§ WHAT IS REQUIRED: From the top of the records below, return each line exactly, ending with the line that contains "runs work by".
START EXTRACTED ENTRIES
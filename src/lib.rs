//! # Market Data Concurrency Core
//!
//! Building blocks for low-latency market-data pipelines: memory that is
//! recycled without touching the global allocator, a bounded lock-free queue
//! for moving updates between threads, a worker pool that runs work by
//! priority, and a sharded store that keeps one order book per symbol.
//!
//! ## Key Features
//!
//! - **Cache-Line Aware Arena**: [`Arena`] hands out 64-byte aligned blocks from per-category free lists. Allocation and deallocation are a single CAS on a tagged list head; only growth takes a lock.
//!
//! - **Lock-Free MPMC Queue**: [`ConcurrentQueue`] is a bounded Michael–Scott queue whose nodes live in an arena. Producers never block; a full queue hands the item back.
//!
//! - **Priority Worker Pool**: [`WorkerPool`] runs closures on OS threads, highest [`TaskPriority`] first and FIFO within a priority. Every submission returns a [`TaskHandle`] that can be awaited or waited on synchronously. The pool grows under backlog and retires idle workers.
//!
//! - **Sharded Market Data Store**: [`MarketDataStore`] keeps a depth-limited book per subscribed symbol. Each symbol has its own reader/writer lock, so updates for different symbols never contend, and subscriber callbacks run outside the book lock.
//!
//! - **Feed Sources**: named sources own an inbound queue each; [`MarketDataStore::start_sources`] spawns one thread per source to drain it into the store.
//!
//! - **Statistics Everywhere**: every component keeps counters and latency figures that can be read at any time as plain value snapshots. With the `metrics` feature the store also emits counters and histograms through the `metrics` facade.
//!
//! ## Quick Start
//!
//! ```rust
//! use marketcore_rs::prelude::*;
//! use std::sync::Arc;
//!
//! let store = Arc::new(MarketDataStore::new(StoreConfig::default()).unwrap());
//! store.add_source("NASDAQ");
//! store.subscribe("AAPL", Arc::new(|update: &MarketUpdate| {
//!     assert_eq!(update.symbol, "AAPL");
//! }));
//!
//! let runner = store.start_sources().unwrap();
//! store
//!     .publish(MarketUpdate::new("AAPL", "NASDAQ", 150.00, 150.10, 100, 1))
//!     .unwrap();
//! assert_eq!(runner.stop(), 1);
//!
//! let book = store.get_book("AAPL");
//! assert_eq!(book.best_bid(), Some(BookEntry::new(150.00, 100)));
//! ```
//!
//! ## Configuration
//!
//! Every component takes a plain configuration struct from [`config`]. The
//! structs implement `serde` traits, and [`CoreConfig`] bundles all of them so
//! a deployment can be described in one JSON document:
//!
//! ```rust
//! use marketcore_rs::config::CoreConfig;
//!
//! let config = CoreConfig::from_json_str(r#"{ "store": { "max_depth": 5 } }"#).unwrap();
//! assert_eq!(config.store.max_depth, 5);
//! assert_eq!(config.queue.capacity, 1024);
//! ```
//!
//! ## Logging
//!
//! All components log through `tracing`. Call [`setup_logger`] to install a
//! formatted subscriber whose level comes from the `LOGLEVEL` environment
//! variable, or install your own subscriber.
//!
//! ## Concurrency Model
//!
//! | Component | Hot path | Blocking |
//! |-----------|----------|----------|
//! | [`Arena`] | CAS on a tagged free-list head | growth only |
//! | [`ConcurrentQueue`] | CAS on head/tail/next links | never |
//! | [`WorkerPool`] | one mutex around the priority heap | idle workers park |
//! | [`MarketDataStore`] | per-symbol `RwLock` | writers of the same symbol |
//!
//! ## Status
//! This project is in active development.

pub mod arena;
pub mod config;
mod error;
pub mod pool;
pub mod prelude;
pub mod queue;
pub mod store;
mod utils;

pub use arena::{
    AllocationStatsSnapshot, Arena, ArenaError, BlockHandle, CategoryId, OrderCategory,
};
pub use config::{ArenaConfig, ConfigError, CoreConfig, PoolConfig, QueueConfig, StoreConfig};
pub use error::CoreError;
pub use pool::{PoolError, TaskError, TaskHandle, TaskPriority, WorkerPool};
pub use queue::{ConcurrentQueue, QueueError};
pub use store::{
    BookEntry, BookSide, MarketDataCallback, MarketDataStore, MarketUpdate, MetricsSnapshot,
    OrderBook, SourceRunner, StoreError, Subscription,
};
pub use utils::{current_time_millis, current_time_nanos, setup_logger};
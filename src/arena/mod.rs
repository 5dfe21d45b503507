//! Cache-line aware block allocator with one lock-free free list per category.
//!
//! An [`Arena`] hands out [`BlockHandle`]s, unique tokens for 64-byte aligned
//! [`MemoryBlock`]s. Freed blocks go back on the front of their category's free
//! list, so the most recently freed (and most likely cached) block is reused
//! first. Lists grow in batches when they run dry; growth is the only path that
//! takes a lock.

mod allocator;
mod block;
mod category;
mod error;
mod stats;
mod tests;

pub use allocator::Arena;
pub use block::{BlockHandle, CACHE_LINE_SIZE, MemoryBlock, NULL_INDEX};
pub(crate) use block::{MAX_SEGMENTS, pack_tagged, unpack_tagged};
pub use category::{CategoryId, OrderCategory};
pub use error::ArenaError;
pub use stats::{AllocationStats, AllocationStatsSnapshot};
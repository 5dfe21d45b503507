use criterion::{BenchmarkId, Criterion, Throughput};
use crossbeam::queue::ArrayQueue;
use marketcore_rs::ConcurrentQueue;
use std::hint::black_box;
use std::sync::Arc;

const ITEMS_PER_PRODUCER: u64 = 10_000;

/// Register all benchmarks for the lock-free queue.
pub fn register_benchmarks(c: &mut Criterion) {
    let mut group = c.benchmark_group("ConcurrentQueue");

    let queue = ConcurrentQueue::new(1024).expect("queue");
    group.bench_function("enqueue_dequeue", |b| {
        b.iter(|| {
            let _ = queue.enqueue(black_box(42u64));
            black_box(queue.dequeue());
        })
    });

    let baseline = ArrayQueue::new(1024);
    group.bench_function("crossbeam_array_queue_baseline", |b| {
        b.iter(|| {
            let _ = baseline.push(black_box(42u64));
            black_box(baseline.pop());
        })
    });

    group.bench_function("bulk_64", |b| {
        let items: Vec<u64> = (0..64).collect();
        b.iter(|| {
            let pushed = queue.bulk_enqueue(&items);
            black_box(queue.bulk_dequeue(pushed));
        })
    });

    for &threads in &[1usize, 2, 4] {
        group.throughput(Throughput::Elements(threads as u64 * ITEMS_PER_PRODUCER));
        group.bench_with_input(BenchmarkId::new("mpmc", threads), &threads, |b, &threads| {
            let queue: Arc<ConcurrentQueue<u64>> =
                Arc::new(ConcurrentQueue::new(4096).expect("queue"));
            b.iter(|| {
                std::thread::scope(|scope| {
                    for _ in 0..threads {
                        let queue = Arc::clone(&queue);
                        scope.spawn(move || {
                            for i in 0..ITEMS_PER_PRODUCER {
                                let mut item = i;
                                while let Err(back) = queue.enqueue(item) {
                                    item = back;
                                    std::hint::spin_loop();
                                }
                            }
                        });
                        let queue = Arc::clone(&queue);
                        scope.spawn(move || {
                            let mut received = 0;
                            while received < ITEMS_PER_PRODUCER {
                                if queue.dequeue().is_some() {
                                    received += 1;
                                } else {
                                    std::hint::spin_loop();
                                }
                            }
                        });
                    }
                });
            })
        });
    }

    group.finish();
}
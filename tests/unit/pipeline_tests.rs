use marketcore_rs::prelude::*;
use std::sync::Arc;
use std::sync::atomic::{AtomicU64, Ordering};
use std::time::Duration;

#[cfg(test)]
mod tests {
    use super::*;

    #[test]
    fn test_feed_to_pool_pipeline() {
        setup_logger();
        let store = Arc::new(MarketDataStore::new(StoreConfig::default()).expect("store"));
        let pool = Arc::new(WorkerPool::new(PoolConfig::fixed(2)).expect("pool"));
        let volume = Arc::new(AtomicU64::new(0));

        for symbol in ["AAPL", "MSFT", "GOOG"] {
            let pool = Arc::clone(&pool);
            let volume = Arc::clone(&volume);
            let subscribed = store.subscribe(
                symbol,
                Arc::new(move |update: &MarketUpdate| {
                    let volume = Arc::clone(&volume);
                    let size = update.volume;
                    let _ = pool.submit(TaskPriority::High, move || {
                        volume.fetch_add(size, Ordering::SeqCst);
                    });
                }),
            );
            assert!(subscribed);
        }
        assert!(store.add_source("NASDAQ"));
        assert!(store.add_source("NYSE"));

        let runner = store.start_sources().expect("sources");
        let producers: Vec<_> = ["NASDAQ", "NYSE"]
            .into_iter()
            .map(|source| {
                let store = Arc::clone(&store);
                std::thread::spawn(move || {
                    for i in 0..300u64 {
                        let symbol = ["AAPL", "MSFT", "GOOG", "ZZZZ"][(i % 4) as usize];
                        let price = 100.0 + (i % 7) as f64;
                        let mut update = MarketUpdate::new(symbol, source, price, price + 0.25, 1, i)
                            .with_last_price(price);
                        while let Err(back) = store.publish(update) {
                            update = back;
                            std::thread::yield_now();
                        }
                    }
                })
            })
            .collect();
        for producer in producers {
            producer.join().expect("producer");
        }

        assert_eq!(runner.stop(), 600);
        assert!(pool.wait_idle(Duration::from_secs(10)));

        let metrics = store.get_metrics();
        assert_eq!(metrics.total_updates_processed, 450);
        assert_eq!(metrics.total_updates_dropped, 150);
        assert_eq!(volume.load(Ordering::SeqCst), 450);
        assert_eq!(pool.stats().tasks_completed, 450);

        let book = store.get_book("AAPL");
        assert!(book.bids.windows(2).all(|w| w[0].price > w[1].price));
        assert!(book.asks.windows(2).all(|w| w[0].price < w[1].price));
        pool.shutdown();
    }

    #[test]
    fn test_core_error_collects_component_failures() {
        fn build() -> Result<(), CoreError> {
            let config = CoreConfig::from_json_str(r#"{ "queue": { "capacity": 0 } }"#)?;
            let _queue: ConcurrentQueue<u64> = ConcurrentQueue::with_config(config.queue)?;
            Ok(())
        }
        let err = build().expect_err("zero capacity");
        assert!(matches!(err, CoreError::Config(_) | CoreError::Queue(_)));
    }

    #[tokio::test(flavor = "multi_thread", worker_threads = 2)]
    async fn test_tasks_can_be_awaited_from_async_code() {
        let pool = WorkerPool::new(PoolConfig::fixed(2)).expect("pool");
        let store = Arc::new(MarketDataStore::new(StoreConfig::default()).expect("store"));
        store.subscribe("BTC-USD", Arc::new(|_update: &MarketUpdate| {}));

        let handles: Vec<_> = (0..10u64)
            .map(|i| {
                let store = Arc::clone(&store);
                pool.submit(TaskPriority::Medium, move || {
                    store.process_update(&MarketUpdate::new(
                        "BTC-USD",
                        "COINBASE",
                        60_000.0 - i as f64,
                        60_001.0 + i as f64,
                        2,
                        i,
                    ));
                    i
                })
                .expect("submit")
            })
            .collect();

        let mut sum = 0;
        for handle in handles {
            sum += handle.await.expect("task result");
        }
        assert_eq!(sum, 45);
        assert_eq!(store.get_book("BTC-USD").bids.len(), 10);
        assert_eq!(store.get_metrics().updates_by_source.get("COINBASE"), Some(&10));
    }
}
END EXTRACTED ENTRIES
§ PROBLEM SOLUTION:
filename src/lib.rs
//! # Market Data Concurrency Core
//!
//! Building blocks for low-latency market-data pipelines: memory that is
//! recycled without touching the global allocator, a bounded lock-free queue
//! for moving updates between threads, a worker pool that runs work by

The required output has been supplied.